By Adam G. Unikowsky and Leonard R. Powell
On June 21, 2018, the US Supreme Court issued its much-anticipated decision in South Dakota v. Wayfair, Inc., No. 17-494. In a 5-4 opinion by Justice Kennedy, the Court held that the Dormant Commerce Clause does not bar a state from requiring an out-of-state seller lacking in-state physical presence to collect and remit sales tax. In reaching this conclusion, the Court took the unusual step of overruling two of its own prior opinions: National Bellas Hess, Inc. v. Department of Revenue of Illinois, 386 U.S. 753 (1967), and Quill Corp. v. North Dakota, 504 U.S. 298 (1992). The Court held that stare decisis was an insufficient basis to uphold a rule it viewed as anachronistic, particularly in light of the explosive growth of e-commerce.
Wayfair is a major victory for states, who can now collect tax from out-of-state sellers and brick-and-mortar retailers, subjecting the latter to the same tax burdens as their online competitors. Wayfair, however, does not hold that all tax regimes will pass constitutional muster. To the contrary, it holds that such regimes will be subject to traditional Dormant Commerce Clause doctrines designed to prevent undue burdens on interstate commerce.

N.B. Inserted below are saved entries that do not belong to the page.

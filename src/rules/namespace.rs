//! ルール種別とスコープから物理キーを導出する。
//!
//! `Servers` / `Groups` は保存上の独立したスコープではなく、
//! 単数形のキーへの書き込みを展開するための表記にすぎない。

use crate::rules::{RuleKind, Scope};
use serde::Serialize;

#[derive(Debug, Clone, Copy, PartialEq, Eq, PartialOrd, Ord, Hash, Serialize)]
#[serde(rename_all = "lowercase")]
pub enum EntityLevel {
    Server,
    Group,
}

impl EntityLevel {
    pub const ALL: [EntityLevel; 2] = [EntityLevel::Server, EntityLevel::Group];

    pub fn as_str(&self) -> &'static str {
        match self {
            EntityLevel::Server => "server",
            EntityLevel::Group => "group",
        }
    }
}

pub fn entity_key(kind: RuleKind, level: EntityLevel, name: &str) -> String {
    format!("{}:{}:{}", kind.base_key(), level.as_str(), name)
}

/// 書き込み/削除の対象となる物理キー。複数指定スコープはメンバーごとに1キー。
pub fn physical_keys(kind: RuleKind, scope: &Scope) -> Vec<String> {
    match scope {
        Scope::All => vec![kind.base_key().to_string()],
        Scope::Server(name) => vec![entity_key(kind, EntityLevel::Server, name.as_str())],
        Scope::Group(name) => vec![entity_key(kind, EntityLevel::Group, name.as_str())],
        Scope::Servers(names) => names
            .iter()
            .map(|name| entity_key(kind, EntityLevel::Server, name.as_str()))
            .collect(),
        Scope::Groups(names) => names
            .iter()
            .map(|name| entity_key(kind, EntityLevel::Group, name.as_str()))
            .collect(),
    }
}

/// プレフィックススキャン用のパターン (`{base}:server:*` など)
pub fn scan_pattern(kind: RuleKind, level: EntityLevel) -> String {
    format!("{}:{}:*", kind.base_key(), level.as_str())
}

/// スキャンで見つかったキーからサーバーID/グループ名を取り出す。
pub fn entity_suffix(kind: RuleKind, level: EntityLevel, key: &str) -> Option<String> {
    let prefix = format!("{}:{}:", kind.base_key(), level.as_str());
    key.strip_prefix(&prefix)
        .filter(|suffix| !suffix.is_empty())
        .map(str::to_string)
}
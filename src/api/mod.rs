//! 変更リクエストを実行し、`{ok, err?, warning?, affected?}` 形式の応答にまとめる。

use crate::core::{Actor, PropagationOutcome, RulePropagator, Viewer};
use crate::rules::{BulkForm, BulkRequest, RuleForm, RuleRequest, SingleRequest, ValidationError, Verb};
use crate::storage::models::{truncate_chars, AuditRecord, AuditStats, MAX_ERROR_LEN};
use crate::storage::{AuditError, AuditStore};
use chrono::{Duration, Utc};
use log::{info, warn};
use serde::Serialize;

#[derive(Debug, Clone, PartialEq, Eq, Serialize)]
pub struct ApiResponse {
    pub ok: bool,
    #[serde(skip_serializing_if = "Option::is_none")]
    pub err: Option<String>,
    #[serde(skip_serializing_if = "Option::is_none")]
    pub warning: Option<String>,
    #[serde(skip_serializing_if = "Option::is_none")]
    pub affected: Option<usize>,
}

impl ApiResponse {
    pub fn success() -> Self {
        Self {
            ok: true,
            err: None,
            warning: None,
            affected: None,
        }
    }

    pub fn failure(err: impl Into<String>) -> Self {
        Self {
            ok: false,
            err: Some(err.into()),
            warning: None,
            affected: None,
        }
    }

    /// 検証エラーはワイヤーコードをそのまま返す
    pub fn rejected(err: &ValidationError) -> Self {
        Self::failure(err.to_string())
    }
}

/// 監査ログ画面の内容
#[derive(Debug, Serialize)]
pub struct AuditOverview {
    pub logs: Vec<AuditRecord>,
    /// 直近24時間
    pub stats: AuditStats,
}

/// 一般の操作者には自分の操作だけを見せる
pub async fn audit_overview(
    audit: &dyn AuditStore,
    viewer: Viewer,
    limit: i64,
) -> Result<AuditOverview, AuditError> {
    let actor = (!viewer.superadmin).then_some(viewer.id);
    let logs = audit.recent(actor, limit).await?;
    let stats = audit.stats_since(Utc::now() - Duration::hours(24), actor).await?;
    Ok(AuditOverview { logs, stats })
}

fn short_message(err: &impl ToString) -> String {
    truncate_chars(&err.to_string(), MAX_ERROR_LEN)
}

/// 単一操作フォームを検証する。ストアに触れる前に呼び、拒否ならそのまま応答を返す。
pub fn prepare(verb: &str, form: &RuleForm) -> Result<RuleRequest, ApiResponse> {
    let parsed = verb
        .parse::<Verb>()
        .and_then(|verb| SingleRequest::parse(verb, form));
    match parsed {
        Ok(request) => Ok(RuleRequest::Single(request)),
        Err(e) => {
            warn!("{} を拒否しました: {}", verb, e);
            Err(ApiResponse::rejected(&e))
        }
    }
}

/// 一括フォームを検証する
pub fn prepare_bulk(verb: &str, form: &BulkForm) -> Result<RuleRequest, ApiResponse> {
    let parsed = verb
        .parse::<Verb>()
        .and_then(|verb| BulkRequest::parse(verb, form));
    match parsed {
        Ok(request) => Ok(RuleRequest::Bulk(request)),
        Err(e) => {
            warn!("{} (一括) を拒否しました: {}", verb, e);
            Err(ApiResponse::rejected(&e))
        }
    }
}

pub async fn execute(propagator: &RulePropagator, request: RuleRequest, actor: &Actor) -> ApiResponse {
    let verb = request.verb();
    let bulk = request.is_bulk();
    let ops = request.into_ops();
    let outcomes = propagator.propagate_all(&ops, actor).await;
    for outcome in outcomes.iter().filter(|o| !o.succeeded()) {
        warn!("失敗した操作: {} (キー: {})", outcome.event, outcome.keys.join(", "));
    }

    let response = if bulk {
        summarize_bulk(&outcomes)
    } else if outcomes.len() == 1 {
        summarize_single(&outcomes[0])
    } else {
        summarize_expanded(&outcomes)
    };

    info!(
        "{} を実行しました: {}件中{}件成功 (操作者: {})",
        verb,
        outcomes.len(),
        outcomes.iter().filter(|o| o.succeeded()).count(),
        actor.name
    );
    response
}

fn first_cache_error(outcomes: &[PropagationOutcome]) -> Option<String> {
    outcomes
        .iter()
        .find_map(|o| o.cache.as_ref().err())
        .map(short_message)
}

fn first_audit_error(outcomes: &[PropagationOutcome]) -> Option<String> {
    outcomes
        .iter()
        .find_map(|o| o.audit.as_ref().err())
        .map(short_message)
}

fn summarize_single(outcome: &PropagationOutcome) -> ApiResponse {
    match (&outcome.cache, &outcome.audit) {
        (Err(e), _) => ApiResponse::failure(short_message(e)),
        (Ok(()), Err(e)) => ApiResponse::failure(short_message(e)),
        (Ok(()), Ok(())) => ApiResponse::success(),
    }
}

fn summarize_expanded(outcomes: &[PropagationOutcome]) -> ApiResponse {
    let affected = outcomes.iter().filter(|o| o.cache_applied()).count();
    let err = first_cache_error(outcomes).or_else(|| first_audit_error(outcomes));
    ApiResponse {
        ok: err.is_none(),
        err,
        warning: None,
        affected: Some(affected),
    }
}

/// 監査ログの失敗はエントリ単位で握りつぶし、警告として返す
fn summarize_bulk(outcomes: &[PropagationOutcome]) -> ApiResponse {
    let affected = outcomes.iter().filter(|o| o.cache_applied()).count();
    let err = first_cache_error(outcomes);
    let audit_failures = outcomes
        .iter()
        .filter(|o| o.cache_applied() && o.audit.is_err())
        .count();
    let warning = if audit_failures > 0 {
        first_audit_error(outcomes).map(|e| format!("audit failed for {} entries: {}", audit_failures, e))
    } else {
        None
    };
    ApiResponse {
        ok: err.is_none(),
        err,
        warning,
        affected: Some(affected),
    }
}

#[cfg(test)]
mod tests {
    use super::*;
    use crate::cache::memory::MemoryCache;
    use crate::cache::UnavailableCache;
    use crate::rules::{Direction, RuleKind, ScopeFields};
    use crate::storage::memory::MemoryAuditStore;
    use crate::storage::models::AuditStatus;
    use std::sync::Arc;

    fn actor() -> Actor {
        Actor {
            id: 3,
            name: "lee".to_string(),
            ip: "192.0.2.3".to_string(),
            user_agent: "test".to_string(),
        }
    }

    fn setup() -> (Arc<MemoryCache>, Arc<MemoryAuditStore>, RulePropagator) {
        let cache = Arc::new(MemoryCache::new());
        let audit = Arc::new(MemoryAuditStore::new());
        let propagator = RulePropagator::new(cache.clone(), audit.clone(), "fw:events".to_string());
        (cache, audit, propagator)
    }

    async fn apply(propagator: &RulePropagator, verb: Verb, form: &RuleForm, actor: &Actor) -> ApiResponse {
        match prepare(verb.as_str(), form) {
            Ok(request) => execute(propagator, request, actor).await,
            Err(response) => response,
        }
    }

    async fn apply_bulk(propagator: &RulePropagator, verb: Verb, form: &BulkForm, actor: &Actor) -> ApiResponse {
        match prepare_bulk(verb.as_str(), form) {
            Ok(request) => execute(propagator, request, actor).await,
            Err(response) => response,
        }
    }

    fn form(ip: &str, port: &str) -> RuleForm {
        RuleForm {
            ip: Some(ip.to_string()),
            port: Some(port.to_string()),
            ..Default::default()
        }
    }

    #[tokio::test]
    async fn test_single_success_has_no_extra_fields() {
        let (cache, _, propagator) = setup();
        let verb = RuleKind::BlockedIp.verb(Direction::Add);
        let response = apply(&propagator, verb, &form("203.0.113.5", ""), &actor()).await;

        assert_eq!(response, ApiResponse::success());
        assert_eq!(serde_json::to_string(&response).unwrap(), r#"{"ok":true}"#);
        assert!(cache.set("fw:black_ips").await.contains("203.0.113.5"));
    }

    #[tokio::test]
    async fn test_validation_failure_writes_nothing() {
        let (cache, audit, propagator) = setup();
        let verb = RuleKind::BlockedIpPort.verb(Direction::Add);
        let mut bad = form("10.0.0.1,10.0.0.300", "22");
        bad.scope = ScopeFields {
            target_group: Some("seoul".to_string()),
            ..Default::default()
        };
        let response = apply(&propagator, verb, &bad, &actor()).await;

        assert!(!response.ok);
        assert_eq!(response.err.as_deref(), Some("invalid ip: 10.0.0.300"));
        assert!(cache.populated_keys().await.is_empty());
        assert!(cache.published().await.is_empty());
        assert!(audit.records().await.is_empty());
    }

    #[tokio::test]
    async fn test_cartesian_expansion_reports_affected() {
        let (cache, audit, propagator) = setup();
        let verb = RuleKind::BlockedIpPort.verb(Direction::Add);
        let response = apply(&propagator, verb, &form("10.0.0.1,10.0.0.2", "22,3306"), &actor()).await;

        assert!(response.ok);
        assert_eq!(response.affected, Some(4));
        assert_eq!(cache.set("fw:block:ipports").await.len(), 4);
        assert_eq!(audit.records().await.len(), 4);
        assert_eq!(cache.published().await.len(), 4);
    }

    #[tokio::test]
    async fn test_single_cache_failure_is_audited_as_error() {
        let (cache, audit, propagator) = setup();
        cache.set_down(true).await;
        let verb = RuleKind::AllowedPort.verb(Direction::Add);
        let response = apply(&propagator, verb, &form("", "443"), &actor()).await;

        assert!(!response.ok);
        assert!(response.err.is_some());
        let records = audit.records().await;
        assert_eq!(records.len(), 1);
        assert_eq!(records[0].status, AuditStatus::Err);
    }

    #[tokio::test]
    async fn test_unreachable_cache_is_audited_per_operation() {
        let audit = Arc::new(MemoryAuditStore::new());
        let cache = Arc::new(UnavailableCache::new("Connection refused (os error 111)"));
        let propagator = RulePropagator::new(cache, audit.clone(), "fw:events".to_string());

        let request = prepare("ban_ip", &form("203.0.113.5", "")).unwrap();
        let response = execute(&propagator, request, &actor()).await;

        assert!(!response.ok);
        assert!(response.err.as_ref().unwrap().contains("Connection refused"));
        let records = audit.records().await;
        assert_eq!(records.len(), 1);
        assert_eq!(records[0].status, AuditStatus::Err);
        assert_eq!(records[0].action, "ban_ip");

        let request = prepare("block_ipport", &form("10.0.0.1,10.0.0.2", "22")).unwrap();
        let response = execute(&propagator, request, &actor()).await;
        assert!(!response.ok);
        assert_eq!(response.affected, Some(0));
        assert_eq!(audit.records().await.len(), 3);
    }

    #[test]
    fn test_invalid_input_is_rejected_before_execution() {
        let response = prepare("ban_everything", &form("203.0.113.5", "")).unwrap_err();
        assert_eq!(response.err.as_deref(), Some("unknown verb: ban_everything"));

        let response = prepare("ban_ip", &form("203.0.113.999", "")).unwrap_err();
        assert!(!response.ok);
        assert_eq!(response.err.as_deref(), Some("invalid ip: 203.0.113.999"));
    }

    #[tokio::test]
    async fn test_single_audit_failure_fails_request() {
        let (cache, audit, propagator) = setup();
        audit.fail_insert(true).await;
        let verb = RuleKind::BlockedIp.verb(Direction::Add);
        let response = apply(&propagator, verb, &form("203.0.113.5", ""), &actor()).await;

        assert!(!response.ok);
        // キャッシュの変更は残る
        assert!(cache.set("fw:black_ips").await.contains("203.0.113.5"));
    }

    #[tokio::test]
    async fn test_bulk_continues_after_failure() {
        let (cache, audit, propagator) = setup();
        cache.fail_key("fw:black_ips:server:web02").await;
        let verb = RuleKind::BlockedIp.verb(Direction::Add);
        let bulk = BulkForm {
            entries: Some(
                r#"[
                    {"ip": "10.0.0.1", "target_type": "server", "target_value": "web01"},
                    {"ip": "10.0.0.2", "target_type": "server", "target_value": "web02"},
                    {"ip": "10.0.0.3"}
                ]"#
                .to_string(),
            ),
            ..Default::default()
        };
        let response = apply_bulk(&propagator, verb, &bulk, &actor()).await;

        assert!(!response.ok);
        assert_eq!(response.affected, Some(2));
        assert!(response.err.as_ref().unwrap().contains("web02"));
        assert!(cache.set("fw:black_ips").await.contains("10.0.0.3"));
        assert_eq!(audit.records().await.len(), 3);
    }

    #[tokio::test]
    async fn test_bulk_audit_failure_becomes_warning() {
        let (_, audit, propagator) = setup();
        audit.fail_insert(true).await;
        let verb = RuleKind::BlockedPort.verb(Direction::Remove);
        let bulk = BulkForm {
            ports: Some("22,20000-30000".to_string()),
            ..Default::default()
        };
        let response = apply_bulk(&propagator, verb, &bulk, &actor()).await;

        assert!(response.ok);
        assert_eq!(response.affected, Some(2));
        assert!(response.warning.as_ref().unwrap().starts_with("audit failed for 2 entries"));
    }

    #[tokio::test]
    async fn test_overview_is_limited_to_own_rows() {
        let (_, audit, propagator) = setup();
        let verb = RuleKind::BlockedIp.verb(Direction::Add);
        let other = Actor {
            id: 9,
            ip: "192.0.2.9".to_string(),
            ..actor()
        };
        apply(&propagator, verb, &form("10.0.0.1", ""), &actor()).await;
        apply(&propagator, verb, &form("10.0.0.2", ""), &other).await;
        apply(&propagator, verb, &form("10.0.0.3", ""), &other).await;

        let own = audit_overview(audit.as_ref(), Viewer { id: 3, superadmin: false }, 50)
            .await
            .unwrap();
        assert_eq!(own.logs.len(), 1);
        assert_eq!(own.stats.total_actions, 1);

        let all = audit_overview(audit.as_ref(), Viewer { id: 3, superadmin: true }, 2)
            .await
            .unwrap();
        assert_eq!(all.logs.len(), 2);
        assert_eq!(all.logs[0].target_ip.as_deref(), Some("10.0.0.3"));
        assert_eq!(all.stats.total_actions, 3);
        assert_eq!(all.stats.success_count, 3);
        assert_eq!(all.stats.error_count, 0);
        assert_eq!(all.stats.unique_ips, 2);
    }

    #[tokio::test]
    async fn test_bulk_without_entries_is_rejected() {
        let (_, audit, propagator) = setup();
        let verb = RuleKind::BlockedIp.verb(Direction::Remove);
        let response = apply_bulk(&propagator, verb, &BulkForm::default(), &actor()).await;

        assert_eq!(response, ApiResponse::failure("no entries"));
        assert!(audit.records().await.is_empty());
    }
}
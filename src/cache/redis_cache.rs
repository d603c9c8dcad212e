use crate::cache::{CacheError, RuleCache};
use crate::core::config::CacheConfig;
use async_trait::async_trait;
use log::{debug, info};
use redis::aio::ConnectionManager;
use redis::{Client, RedisError};
use std::future::Future;
use std::time::Duration;

const SCAN_BATCH: usize = 200;

impl From<RedisError> for CacheError {
    fn from(err: RedisError) -> Self {
        if err.is_timeout() {
            CacheError::Timeout(err.to_string())
        } else if err.is_io_error() || err.is_connection_refusal() || err.is_connection_dropped() {
            CacheError::Connection(err.to_string())
        } else {
            CacheError::Command(err.to_string())
        }
    }
}

/// Redis上のセットとPub/Subを使う実装。
/// 接続は起動時に1つ作られ、処理の間ずっと共有される。
#[derive(Clone)]
pub struct RedisCache {
    manager: ConnectionManager,
    op_timeout: Duration,
}

impl RedisCache {
    pub async fn connect(config: &CacheConfig) -> Result<Self, CacheError> {
        let client = Client::open(config.url())?;
        let manager = tokio::time::timeout(config.connect_timeout(), ConnectionManager::new(client))
            .await
            .map_err(|_| CacheError::Timeout(format!("{}:{} への接続", config.host, config.port)))??;

        info!("キャッシュに接続しました: {}:{} db={}", config.host, config.port, config.db);
        Ok(Self {
            manager,
            op_timeout: config.op_timeout(),
        })
    }

    /// 操作ごとのタイムアウトを課す
    async fn bounded<T, F>(&self, op: &str, fut: F) -> Result<T, CacheError>
    where
        F: Future<Output = Result<T, RedisError>>,
    {
        match tokio::time::timeout(self.op_timeout, fut).await {
            Ok(result) => result.map_err(CacheError::from),
            Err(_) => Err(CacheError::Timeout(op.to_string())),
        }
    }
}

#[async_trait]
impl RuleCache for RedisCache {
    async fn add_member(&self, key: &str, member: &str) -> Result<bool, CacheError> {
        let mut conn = self.manager.clone();
        let added: i64 = self
            .bounded("SADD", redis::cmd("SADD").arg(key).arg(member).query_async(&mut conn))
            .await?;
        debug!("SADD {} {} -> {}", key, member, added);
        Ok(added > 0)
    }

    async fn remove_member(&self, key: &str, member: &str) -> Result<bool, CacheError> {
        let mut conn = self.manager.clone();
        let removed: i64 = self
            .bounded("SREM", redis::cmd("SREM").arg(key).arg(member).query_async(&mut conn))
            .await?;
        debug!("SREM {} {} -> {}", key, member, removed);
        Ok(removed > 0)
    }

    async fn members(&self, key: &str) -> Result<Vec<String>, CacheError> {
        let mut conn = self.manager.clone();
        self.bounded("SMEMBERS", redis::cmd("SMEMBERS").arg(key).query_async(&mut conn))
            .await
    }

    async fn scan_keys(&self, pattern: &str) -> Result<Vec<String>, CacheError> {
        // KEYSはサーバーをブロックするのでSCANで辿る
        let mut conn = self.manager.clone();
        let mut cursor: u64 = 0;
        let mut keys = Vec::new();
        loop {
            let (next, batch): (u64, Vec<String>) = self
                .bounded(
                    "SCAN",
                    redis::cmd("SCAN")
                        .arg(cursor)
                        .arg("MATCH")
                        .arg(pattern)
                        .arg("COUNT")
                        .arg(SCAN_BATCH)
                        .query_async(&mut conn),
                )
                .await?;
            keys.extend(batch);
            if next == 0 {
                break;
            }
            cursor = next;
        }
        keys.sort();
        keys.dedup();
        Ok(keys)
    }

    async fn publish(&self, channel: &str, message: &str) -> Result<(), CacheError> {
        let mut conn = self.manager.clone();
        let receivers: i64 = self
            .bounded(
                "PUBLISH",
                redis::cmd("PUBLISH").arg(channel).arg(message).query_async(&mut conn),
            )
            .await?;
        debug!("PUBLISH {} '{}' -> 受信者 {}", channel, message, receivers);
        Ok(())
    }
}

Wayfair's issue was one the Court had decided twice before. In Bellas Hess, the Court held that states could not impose sales tax collection obligations on out-of-state sellers who relied solely on the mail and common carriers to deliver their goods because the sellers “lacked the requisite minimum contacts with the State required by both the Due Process Clause and the Commerce Clause.” In Quill, the Court overruled Bellas Hess’s due process holding, but reaffirmed Bellas Hess’s holding that the Dormant Commerce Clause forbids the imposition of sales tax collection obligations on sellers lacking an in-state physical presence. In a concurring opinion, Justice Scalia, joined by Justices Kennedy and Thomas, emphasized that his vote was based solely on stare decisis.